Queen's School of Computing

Supervisor: Gabor Fichtinger

Chair: Yuan Tian
Internal Examiner: Parvin Mousavi
External Examiner: Heidi Ploeg, Mechanical and Materials Engineering


Title
DEVELOPMENT OF A COMPUTATIONAL TREATMENT PLANNING SYSTEM FOR RADIOFREQUENCY ABLATION OF VERTEBRAL METASTASES


Abstract
Introduction: Vertebral metastases affect around 61,000 Americans annually. The presence of vertebral metastases may lead to skeletal related events which can include pain, fracture, and neurologic compromise, all of which can negatively impact a patient’s mobility and quality of life. Radiofrequency (RF) ablation is a minimally invasive thermal therapy used to palliatively treat vertebral metastases. Current treatment practices incorporate little to no treatment planning and utilize two-dimensional imaging to localize the vertebra of interest. This may lead to inadequate treatment dose or delivering dose to healthy tissues.

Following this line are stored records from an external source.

//! Node-record sources
//!
//! A source feeds declared pages and redirects into a sitemap under
//! construction and reports the module names it drew them from.

use crate::error::{SitemapError, SitemapResult};
use crate::sitemap::MasterSitemap;
use crate::tree::NodeRecord;
use serde::{Deserialize, Serialize};
use std::path::{Path, PathBuf};
use tracing::debug;

/// Loader contract consumed by the build service
pub trait NodeSource: Send + Sync {
    /// Name used in configuration to select this source
    fn name(&self) -> &str;

    /// Add every record this source knows about; returns contributing module names
    fn load_into(&self, sitemap: &mut MasterSitemap) -> SitemapResult<Vec<String>>;
}

/// Declared redirect
#[derive(Debug, Clone, PartialEq, Eq, Serialize, Deserialize)]
pub struct RedirectRecord {
    pub from: String,
    pub to: String,
}

/// One module of page declarations
#[derive(Debug, Clone, Default, PartialEq, Serialize, Deserialize)]
pub struct SitemapDeclaration {
    #[serde(default)]
    pub name: String,
    #[serde(default)]
    pub pages: Vec<NodeRecord>,
    #[serde(default)]
    pub redirects: Vec<RedirectRecord>,
}

impl SitemapDeclaration {
    pub fn new(name: impl Into<String>) -> Self {
        Self {
            name: name.into(),
            ..Default::default()
        }
    }

    pub fn page(mut self, record: NodeRecord) -> Self {
        self.pages.push(record);
        self
    }

    pub fn redirect(mut self, from: impl Into<String>, to: impl Into<String>) -> Self {
        self.redirects.push(RedirectRecord {
            from: from.into(),
            to: to.into(),
        });
        self
    }

    fn apply(&self, sitemap: &mut MasterSitemap) -> SitemapResult<()> {
        for record in &self.pages {
            sitemap.add_node(record.clone())?;
        }
        for redirect in &self.redirects {
            sitemap.add_redirect(&redirect.from, &redirect.to)?;
        }
        Ok(())
    }
}

/// Declarations supplied directly in code
#[derive(Debug, Clone, Default)]
pub struct DirectSource {
    modules: Vec<SitemapDeclaration>,
}

impl DirectSource {
    pub const NAME: &'static str = "direct";

    pub fn new() -> Self {
        Self::default()
    }

    pub fn with_module(mut self, module: SitemapDeclaration) -> Self {
        self.modules.push(module);
        self
    }
}

impl NodeSource for DirectSource {
    fn name(&self) -> &str {
        Self::NAME
    }

    fn load_into(&self, sitemap: &mut MasterSitemap) -> SitemapResult<Vec<String>> {
        let mut contributed = Vec::new();
        for module in &self.modules {
            module.apply(sitemap)?;
            let name = format!("{}:{}", Self::NAME, module.name);
            sitemap.record_source(name.clone())?;
            debug!(module = %module.name, pages = module.pages.len(), "Loaded direct module");
            contributed.push(name);
        }
        Ok(contributed)
    }
}

/// Declarations read from TOML or YAML files
#[derive(Debug, Clone, Default)]
pub struct FileSource {
    files: Vec<PathBuf>,
}

impl FileSource {
    pub const NAME: &'static str = "file";

    pub fn new(files: Vec<PathBuf>) -> Self {
        Self { files }
    }

    /// Parse one declaration file, choosing the format by extension
    pub fn read_declaration(path: &Path) -> SitemapResult<SitemapDeclaration> {
        let content = std::fs::read_to_string(path).map_err(|e| {
            SitemapError::declaration(format!("Failed to read {}: {}", path.display(), e))
        })?;
        let extension = path
            .extension()
            .and_then(|e| e.to_str())
            .unwrap_or("")
            .to_ascii_lowercase();
        let mut declaration: SitemapDeclaration = match extension.as_str() {
            "yaml" | "yml" => serde_yaml::from_str(&content).map_err(|e| {
                SitemapError::declaration(format!("Failed to parse {}: {}", path.display(), e))
            })?,
            _ => toml::from_str(&content).map_err(|e| {
                SitemapError::declaration(format!("Failed to parse {}: {}", path.display(), e))
            })?,
        };
        if declaration.name.is_empty() {
            declaration.name = path
                .file_stem()
                .and_then(|s| s.to_str())
                .unwrap_or("unnamed")
                .to_string();
        }
        Ok(declaration)
    }
}

impl NodeSource for FileSource {
    fn name(&self) -> &str {
        Self::NAME
    }

    fn load_into(&self, sitemap: &mut MasterSitemap) -> SitemapResult<Vec<String>> {
        let mut contributed = Vec::new();
        for path in &self.files {
            let declaration = Self::read_declaration(path)
                .map_err(|e| SitemapError::source_failed(Self::NAME, e.to_string()))?;
            declaration.apply(sitemap)?;
            let name = format!("{}:{}", Self::NAME, path.display());
            sitemap.record_source(name.clone())?;
            debug!(file = %path.display(), pages = declaration.pages.len(), "Loaded declaration file");
            contributed.push(name);
        }
        Ok(contributed)
    }
}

To address the need for better planning and delivery of RF ablation in spine procedures, this work aims to design and develop a computational treatment planning system (TPS) capable of generating patient specific treatment plans. The system was validated using functionality and usability testing.
Methods: System requirements were determined based on input from clinicians and researchers. Using these requirements, a TPS that could interact with an external dose engine was developed using the open source platform, 3D Slicer. Patient imaging was obtained to perform functionality testing of the designed TPS. Testing was performed using a simplified prescribed dose function. The calculation of damage volumes was done on voxel based and tetrahedral based meshes and compared to a ground truth. Usability testing was also performed with data captured from questionnaires given to clinicians after interacting with the system.